Secondo Lei perché la Sardegna, un’isola a bassa densità e dalla quale gli spostamenti risultavano più ardui ha comunque vissuto il grande esodo migratorio? Prima di tutto per il suo ritardo nello sviluppo. E questo per molteplici cause: geografiche (l’isolamento insulare), storiche (le dominazioni straniere), culturali (l’eccesso di individualismo e l’isolamento sociale dei paesi), economiche (l’arretratezza dei rapporti economici per la persistenza di istituti feudali).
Quale e come è stato il suo primo approccio con i circoli sardi? All’inizio, nel 1970 o 1971 io e un gruppo di studenti partecipammo, quasi casualmente, all’assemblea generale che determinò il rinnovamento del circolo di Milano. Si chiamava Cecomes, Centro Comunitario Emigrati Sardi. Fu un grande strumento di socializzazione ed emancipazione. Ricordo che c’era di tutto: dal ballo del sabato sera per camerieri, infermieri, donne lavoratrici “a servizio” nelle famiglie, ai corsi delle 150 ore per il conseguimento della licenza media, all’assistenza sociale.

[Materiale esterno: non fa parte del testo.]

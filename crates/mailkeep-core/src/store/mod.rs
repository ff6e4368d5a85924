//! Persistence store contract and mode selection.
//!
//! The ingestion orchestrator only talks to [`MessageStore`]; which
//! write protocol sits behind it is decided once, when the store is
//! opened from settings.

use std::collections::HashSet;

use async_trait::async_trait;
use thiserror::Error;

use crate::legacy::LegacyRepository;
use crate::message::MessageRepository;
use crate::settings::{DuplicatePolicy, Settings, StoreMode};
use crate::source::FetchedMessage;
use crate::Error as CrateError;

/// Errors a persistence operation can report.
///
/// Unlike source errors these are isolated per message: the ingestion
/// loop records them and moves on.
#[derive(Debug, Error)]
pub enum StoreError {
    /// A uniqueness constraint rejected the write; the message was
    /// already persisted (possibly by a concurrent pass).
    #[error("duplicate message: {0}")]
    Duplicate(String),

    /// Any other database failure.
    #[error("store unavailable: {0}")]
    Unavailable(#[source] sqlx::Error),
}

impl From<sqlx::Error> for StoreError {
    fn from(err: sqlx::Error) -> Self {
        if let sqlx::Error::Database(db) = &err {
            if matches!(db.kind(), sqlx::error::ErrorKind::UniqueViolation) {
                return Self::Duplicate(db.message().to_string());
            }
        }
        Self::Unavailable(err)
    }
}

/// A write surface the ingestion orchestrator can persist messages to.
#[async_trait]
pub trait MessageStore {
    /// The set of already-persisted source identifiers, or `None` when
    /// the active protocol has no identifier column to deduplicate on.
    ///
    /// # Errors
    ///
    /// Returns an error if the lookup query fails.
    async fn dedup_window(&self) -> Result<Option<HashSet<String>>, StoreError>;

    /// Durably persist one message, returning the generated row id.
    ///
    /// Each call is its own atomic unit: on failure no partial rows of
    /// this message remain visible.
    ///
    /// # Errors
    ///
    /// Returns an error if the write fails; already-committed messages
    /// from the same pass are unaffected.
    async fn persist(&self, message: &FetchedMessage) -> Result<i64, StoreError>;
}

/// A persistence store opened in exactly one of the two write protocols.
#[derive(Debug)]
pub enum Store {
    /// Single-table protocol with uidl deduplication.
    Single(MessageRepository),
    /// Legacy two-table protocol, duplicates allowed by explicit choice.
    Legacy(LegacyRepository),
}

impl Store {
    /// Open the store selected by the settings.
    ///
    /// # Errors
    ///
    /// Returns [`crate::Error::Config`] if the settings select the
    /// legacy protocol with [`DuplicatePolicy::Reject`], or a store
    /// error if the database cannot be opened.
    pub async fn open(settings: &Settings) -> crate::Result<Self> {
        match settings.store {
            StoreMode::Single => Ok(Self::Single(
                MessageRepository::new(&settings.database_path).await?,
            )),
            StoreMode::Legacy {
                duplicates: DuplicatePolicy::AllowReingestion,
            } => Ok(Self::Legacy(
                LegacyRepository::new(&settings.database_path).await?,
            )),
            StoreMode::Legacy {
                duplicates: DuplicatePolicy::Reject,
            } => Err(CrateError::Config(
                "legacy tables cannot deduplicate and the duplicate policy rejects re-ingestion"
                    .to_string(),
            )),
        }
    }
}

#[async_trait]
impl MessageStore for Store {
    async fn dedup_window(&self) -> Result<Option<HashSet<String>>, StoreError> {
        match self {
            Self::Single(repo) => repo.dedup_window().await,
            Self::Legacy(repo) => repo.dedup_window().await,
        }
    }

    async fn persist(&self, message: &FetchedMessage) -> Result<i64, StoreError> {
        match self {
            Self::Single(repo) => repo.persist(message).await,
            Self::Legacy(repo) => repo.persist(message).await,
        }
    }
}

#[cfg(test)]
#[allow(clippy::unwrap_used)]
mod tests {
    use super::*;
    use crate::settings::SourceConfig;

    fn settings(store: StoreMode) -> Settings {
        Settings {
            database_path: ":memory:".to_string(),
            source: SourceConfig::default(),
            store,
        }
    }

    #[tokio::test]
    async fn test_open_single_supports_dedup() {
        let store = Store::open(&settings(StoreMode::Single)).await.unwrap();
        assert!(matches!(store, Store::Single(_)));

        let window = store.dedup_window().await.unwrap();
        assert_eq!(window, Some(HashSet::new()));
    }

    #[tokio::test]
    async fn test_open_legacy_has_no_dedup_window() {
        let store = Store::open(&settings(StoreMode::Legacy {
            duplicates: DuplicatePolicy::AllowReingestion,
        }))
        .await
        .unwrap();

        assert!(store.dedup_window().await.unwrap().is_none());
    }

    #[tokio::test]
    async fn test_open_legacy_reject_policy_refuses() {
        let err = Store::open(&settings(StoreMode::Legacy {
            duplicates: DuplicatePolicy::Reject,
        }))
        .await
        .unwrap_err();

        assert!(matches!(err, CrateError::Config(_)));
    }
}
//! Error types for the core library.

use thiserror::Error;

use crate::source::SourceError;
use crate::store::StoreError;

/// Errors that can occur in core operations.
#[derive(Debug, Error)]
pub enum Error {
    /// Fetching from the mail source failed; the ingestion pass was aborted.
    #[error("mail source error: {0}")]
    Source(#[from] SourceError),

    /// A persistence operation failed.
    #[error("store error: {0}")]
    Store(#[from] StoreError),

    /// An ingestion pass attempted messages but persisted none of them.
    ///
    /// Carries the first recorded per-message failure; the rest were
    /// logged as they occurred.
    #[error("no messages persisted; first failure on message {uidl}: {source}")]
    NothingPersisted {
        /// Identifier of the first message whose persistence failed.
        uidl: String,
        /// The underlying store failure.
        source: StoreError,
    },

    /// Configuration error.
    #[error("configuration error: {0}")]
    Config(String),
}

/// Result type alias using our Error type.
pub type Result<T> = std::result::Result<T, Error>;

Ma già da allora si tenevano dibattiti, erano gli anni dei “piani di rinascita”, c’era il gruppo teatrale e c’era l’assistente sociale per chi aveva problemi di adattamento e di inserimento. Poi però per venti anni mi sono occupato di altro, ho vissuto intensamente la vita sociale della “Grande Milano” città europea, capitale economica e culturale dell’Italia dello sviluppo e della modernizzazione. Nel 1988 sono stato delegato alla conferenza d’organizzazione dei circoli a Salice Terme; una conferenza importante da cui venne un contributo alla L.R. 7 del 1991 sull’emigrazione. Nel 1990 sono stato eletto presidente del circolo di Milano, nel frattempo diventato CSCS Centro Sociale Culturale Sardo, circolo nato da scissioni e riunificazioni, già con un taglio di prevalenza culturale, trasferito nel 1984 in via Ugo Foscolo, con finestra sulla Galleria e balcone sulla piazza Duomo. Da allora ho partecipato intensamente, entrando nel 1995 nell’Esecutivo Nazionale della FASI, prima come responsabile culturale, poi vicepresidente e infine presidente per due legislature.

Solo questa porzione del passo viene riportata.